What lines of the listing below contain the word "Result"? Copy each of them out.
Segment Start: THE INPUT
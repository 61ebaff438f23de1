//! HTTP API: bypass endpoint, visitor tracking, health and static front-end.

use axum::{
    extract::{rejection::JsonRejection, ConnectInfo, State},
    http::{header::USER_AGENT, HeaderMap, StatusCode},
    response::{IntoResponse, Response},
    routing::{get, post},
    Json, Router,
};
use serde::{Deserialize, Serialize};
use std::net::SocketAddr;
use std::path::Path;
use std::sync::Arc;
use tokio::sync::Semaphore;
use tower_http::cors::CorsLayer;
use tower_http::services::ServeDir;
use tracing::{debug, error, info};
use utoipa::{OpenApi, ToSchema};
use utoipa_swagger_ui::SwaggerUi;

use crate::engine::{ResolutionError, Resolver};
use crate::notifications::Notifier;
use crate::sites;
use crate::visitors::{client_ip, GeoLocator, Visitor, VisitorLog};

#[derive(OpenApi)]
#[openapi(
    paths(bypass, log_visit, list_sites, health),
    components(schemas(
        BypassRequest,
        BypassResponse,
        ErrorResponse,
        VisitResponse,
        SiteInfo,
        HealthResponse
    )),
    tags(
        (name = "bypass", description = "Gate link resolution"),
        (name = "service", description = "Service housekeeping")
    )
)]
pub struct ApiDoc;

pub struct AppState {
    pub resolver: Arc<Resolver>,
    /// One permit per concurrently open rendering session
    pub sessions: Semaphore,
    pub visitors: VisitorLog,
    pub geo: GeoLocator,
    pub notifier: Notifier,
}

impl AppState {
    pub fn new(resolver: Resolver, max_sessions: usize, geo: GeoLocator, notifier: Notifier) -> Self {
        Self {
            resolver: Arc::new(resolver),
            sessions: Semaphore::new(max_sessions.max(1)),
            visitors: VisitorLog::new(),
            geo,
            notifier,
        }
    }
}

#[derive(Debug, Deserialize, ToSchema)]
#[serde(rename_all = "camelCase")]
pub struct BypassRequest {
    /// Registry id, e.g. `shr2link`
    #[schema(example = "shr2link")]
    pub site: Option<String>,
    /// Short link path, with or without scheme and host
    #[schema(example = "89BVVVXW")]
    pub url_path: Option<String>,
}

#[derive(Debug, Serialize, Deserialize, ToSchema)]
#[serde(rename_all = "camelCase")]
pub struct BypassResponse {
    pub success: bool,
    pub download_url: String,
    pub original_url: String,
    pub message: String,
}

#[derive(Debug, Serialize, Deserialize, ToSchema)]
pub struct ErrorResponse {
    pub success: bool,
    pub error: String,
}

#[derive(Debug, Serialize, Deserialize, ToSchema)]
#[serde(rename_all = "camelCase")]
pub struct VisitResponse {
    pub success: bool,
    pub message: String,
    pub is_new: bool,
}

#[derive(Debug, Serialize, Deserialize, ToSchema)]
#[serde(rename_all = "camelCase")]
pub struct SiteInfo {
    pub id: String,
    pub short_host: String,
}

#[derive(Debug, Serialize, Deserialize, ToSchema)]
pub struct HealthResponse {
    pub status: String,
    pub message: String,
}

/// Failure of a bypass request, mapped onto status codes.
#[derive(Debug)]
pub enum ApiError {
    MissingParameters,
    Resolution(ResolutionError),
    Unavailable,
}

impl ApiError {
    fn status(&self) -> StatusCode {
        match self {
            ApiError::MissingParameters => StatusCode::BAD_REQUEST,
            ApiError::Resolution(ResolutionError::UnsupportedSite(_)) => StatusCode::BAD_REQUEST,
            ApiError::Resolution(ResolutionError::NotFound) => StatusCode::NOT_FOUND,
            ApiError::Resolution(ResolutionError::SessionFailure(_)) | ApiError::Unavailable => {
                StatusCode::INTERNAL_SERVER_ERROR
            }
        }
    }

    fn message(&self) -> &'static str {
        match self {
            ApiError::MissingParameters => "Required parameters are missing",
            ApiError::Resolution(ResolutionError::UnsupportedSite(_)) => {
                "This website is not currently supported"
            }
            ApiError::Resolution(ResolutionError::NotFound) => {
                "Download link not found - please try again"
            }
            ApiError::Resolution(ResolutionError::SessionFailure(_)) | ApiError::Unavailable => {
                "Service temporarily unavailable"
            }
        }
    }
}

impl From<ResolutionError> for ApiError {
    fn from(err: ResolutionError) -> Self {
        ApiError::Resolution(err)
    }
}

impl IntoResponse for ApiError {
    fn into_response(self) -> Response {
        let body = ErrorResponse {
            success: false,
            error: self.message().to_string(),
        };
        (self.status(), Json(body)).into_response()
    }
}

pub fn router(state: Arc<AppState>, static_dir: impl AsRef<Path>) -> Router {
    Router::new()
        .merge(SwaggerUi::new("/swagger-ui").url("/api-docs/openapi.json", ApiDoc::openapi()))
        .route("/api/bypass", post(bypass))
        .route("/api/visit", post(log_visit))
        .route("/api/sites", get(list_sites))
        .route("/health", get(health))
        .fallback_service(ServeDir::new(static_dir.as_ref()))
        .layer(CorsLayer::permissive())
        .with_state(state)
}

/// Resolve a gated short link
#[utoipa::path(
    post,
    path = "/api/bypass",
    request_body = BypassRequest,
    responses(
        (status = 200, description = "Link resolved", body = BypassResponse),
        (status = 400, description = "Missing parameters or unsupported site", body = ErrorResponse),
        (status = 404, description = "No download link on the gate page", body = ErrorResponse),
        (status = 500, description = "Rendering session failed", body = ErrorResponse)
    ),
    tag = "bypass"
)]
pub async fn bypass(
    State(state): State<Arc<AppState>>,
    body: Result<Json<BypassRequest>, JsonRejection>,
) -> Result<Json<BypassResponse>, ApiError> {
    let Json(req) = body.map_err(|rejection| {
        debug!(status = %rejection.status(), error = %rejection.body_text(), "unreadable bypass body");
        ApiError::MissingParameters
    })?;
    let non_blank = |v: Option<String>| v.filter(|s| !s.trim().is_empty());
    let (Some(site), Some(url_path)) = (non_blank(req.site), non_blank(req.url_path)) else {
        return Err(ApiError::MissingParameters);
    };

    let _permit = state.sessions.acquire().await.map_err(|e| {
        error!(error = %e, "session pool closed");
        ApiError::Unavailable
    })?;

    info!(site = %site, url_path = %url_path, "🚀 Bypass requested");
    let link = state.resolver.resolve(&site, &url_path).await?;

    Ok(Json(BypassResponse {
        success: true,
        download_url: link.url,
        original_url: link.gate_url,
        message: "Link bypassed successfully!".to_string(),
    }))
}

/// Record a landing page visit
#[utoipa::path(
    post,
    path = "/api/visit",
    responses((status = 200, description = "Visit recorded", body = VisitResponse)),
    tag = "service"
)]
pub async fn log_visit(
    State(state): State<Arc<AppState>>,
    connect_info: Option<ConnectInfo<SocketAddr>>,
    headers: HeaderMap,
) -> Json<VisitResponse> {
    let ip = client_ip(&headers, connect_info.map(|ConnectInfo(addr)| addr));
    let user_agent = headers
        .get(USER_AGENT)
        .and_then(|v| v.to_str().ok())
        .unwrap_or("Unknown User Agent")
        .to_string();

    let is_new = state.visitors.is_new(&ip, &user_agent);
    if is_new && state.notifier.is_enabled() {
        let geo = state.geo.clone();
        let notifier = state.notifier.clone();
        tokio::spawn(async move {
            let location = geo.locate(&ip).await;
            let visitor = Visitor::new(ip, user_agent, location);
            notifier.send(&visitor.to_message()).await;
        });
    }

    Json(VisitResponse {
        success: true,
        message: "Visit logged".to_string(),
        is_new,
    })
}

/// Supported gate sites
#[utoipa::path(
    get,
    path = "/api/sites",
    responses((status = 200, description = "Supported sites", body = [SiteInfo])),
    tag = "service"
)]
pub async fn list_sites() -> Json<Vec<SiteInfo>> {
    Json(
        sites::all()
            .iter()
            .map(|site| SiteInfo {
                id: site.id.to_string(),
                short_host: site.short_host.to_string(),
            })
            .collect(),
    )
}

/// Liveness probe
#[utoipa::path(
    get,
    path = "/health",
    responses((status = 200, description = "Service is up", body = HealthResponse)),
    tag = "service"
)]
pub async fn health() -> Json<HealthResponse> {
    Json(HealthResponse {
        status: "OK".to_string(),
        message: "Server is running".to_string(),
    })
}

#[cfg(test)]
mod tests {
    use super::*;
    use crate::browser::testing::ScriptedBrowser;
    use crate::config::ResolverConfig;
    use axum::body::Body;
    use axum::http::Request;
    use tower::ServiceExt;

    fn app(browser: &ScriptedBrowser) -> Router {
        let resolver = Resolver::new(Arc::new(browser.clone()), ResolverConfig::immediate());
        let state = AppState::new(resolver, 2, GeoLocator::new(false), Notifier::disabled());
        router(Arc::new(state), "does-not-exist")
    }

    async fn post_json(app: Router, uri: &str, body: &str) -> (StatusCode, serde_json::Value) {
        let request = Request::builder()
            .method("POST")
            .uri(uri)
            .header("content-type", "application/json")
            .header("user-agent", "test-agent")
            .header("x-forwarded-for", "203.0.113.5")
            .body(Body::from(body.to_string()))
            .unwrap();
        let response = app.oneshot(request).await.unwrap();
        let status = response.status();
        let bytes = axum::body::to_bytes(response.into_body(), usize::MAX).await.unwrap();
        (status, serde_json::from_slice(&bytes).unwrap())
    }

    #[tokio::test]
    async fn test_bypass_success() {
        let browser = ScriptedBrowser::serving_html(
            r#"<a href="https://cdn.example.com/file.zip">Get Link</a>"#,
        );
        let (status, body) = post_json(
            app(&browser),
            "/api/bypass",
            r#"{"site":"shr2link","urlPath":"https://shr2.link/89BVVVXW"}"#,
        )
        .await;

        assert_eq!(status, StatusCode::OK);
        assert_eq!(body["success"], true);
        assert_eq!(body["downloadUrl"], "https://cdn.example.com/file.zip");
        assert_eq!(body["originalUrl"], "https://shr2link.com/89BVVVXW");
        assert_eq!(browser.log.closed(), 1);
    }

    #[tokio::test]
    async fn test_bypass_missing_parameters() {
        let browser = ScriptedBrowser::default();
        let (status, body) =
            post_json(app(&browser), "/api/bypass", r#"{"site":"shr2link","urlPath":"  "}"#).await;
        assert_eq!(status, StatusCode::BAD_REQUEST);
        assert_eq!(body["success"], false);
        assert_eq!(body["error"], "Required parameters are missing");
        assert_eq!(browser.log.opened(), 0);
    }

    #[tokio::test]
    async fn test_bypass_unreadable_body_is_missing_parameters() {
        let browser = ScriptedBrowser::default();
        let cases = [
            (None, r#"{"site":"shr2link","urlPath":"abc"}"#),
            (Some("application/json"), "not json"),
            (Some("application/json"), r#"{"site":5,"urlPath":"abc"}"#),
        ];

        for (content_type, body) in cases {
            let mut request = Request::builder().method("POST").uri("/api/bypass");
            if let Some(content_type) = content_type {
                request = request.header("content-type", content_type);
            }
            let response = app(&browser)
                .oneshot(request.body(Body::from(body)).unwrap())
                .await
                .unwrap();
            assert_eq!(response.status(), StatusCode::BAD_REQUEST, "body: {}", body);
            let bytes = axum::body::to_bytes(response.into_body(), usize::MAX).await.unwrap();
            let json: serde_json::Value = serde_json::from_slice(&bytes).unwrap();
            assert_eq!(json["success"], false);
            assert_eq!(json["error"], "Required parameters are missing");
        }
        assert_eq!(browser.log.opened(), 0);
    }

    #[tokio::test]
    async fn test_bypass_unsupported_site() {
        let browser = ScriptedBrowser::default();
        let (status, body) =
            post_json(app(&browser), "/api/bypass", r#"{"site":"adfly","urlPath":"abc"}"#).await;
        assert_eq!(status, StatusCode::BAD_REQUEST);
        assert_eq!(body["error"], "This website is not currently supported");
        assert_eq!(browser.log.opened(), 0);
    }

    #[tokio::test]
    async fn test_bypass_not_found() {
        let browser = ScriptedBrowser::serving_html("<div>Advertisement</div>");
        let (status, body) =
            post_json(app(&browser), "/api/bypass", r#"{"site":"linkjust","urlPath":"abc"}"#).await;
        assert_eq!(status, StatusCode::NOT_FOUND);
        assert_eq!(body["error"], "Download link not found - please try again");
    }

    #[tokio::test]
    async fn test_bypass_session_failure() {
        let browser = ScriptedBrowser::failing_navigation();
        let (status, body) =
            post_json(app(&browser), "/api/bypass", r#"{"site":"linkjust","urlPath":"abc"}"#).await;
        assert_eq!(status, StatusCode::INTERNAL_SERVER_ERROR);
        assert_eq!(body["error"], "Service temporarily unavailable");
        assert_eq!(browser.log.closed(), 1);
    }

    #[tokio::test]
    async fn test_visit_dedupes_visitors() {
        let app = app(&ScriptedBrowser::default());
        let (status, first) = post_json(app.clone(), "/api/visit", "{}").await;
        assert_eq!(status, StatusCode::OK);
        assert_eq!(first["isNew"], true);
        let (_, second) = post_json(app, "/api/visit", "{}").await;
        assert_eq!(second["isNew"], false);
    }

    #[tokio::test]
    async fn test_health_and_sites() {
        let app = app(&ScriptedBrowser::default());

        let response = app
            .clone()
            .oneshot(Request::builder().uri("/health").body(Body::empty()).unwrap())
            .await
            .unwrap();
        assert_eq!(response.status(), StatusCode::OK);

        let response = app
            .oneshot(Request::builder().uri("/api/sites").body(Body::empty()).unwrap())
            .await
            .unwrap();
        let bytes = axum::body::to_bytes(response.into_body(), usize::MAX).await.unwrap();
        let sites: Vec<SiteInfo> = serde_json::from_slice(&bytes).unwrap();
        assert_eq!(sites.len(), 5);
        assert!(sites.iter().any(|s| s.id == "shr2link" && s.short_host == "shr2.link"));
    }
}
Segment End: THE INPUT
▶ [RESPONSE BOX]
    body: Result<Json<BypassRequest>, JsonRejection>,
) -> Result<Json<BypassResponse>, ApiError> {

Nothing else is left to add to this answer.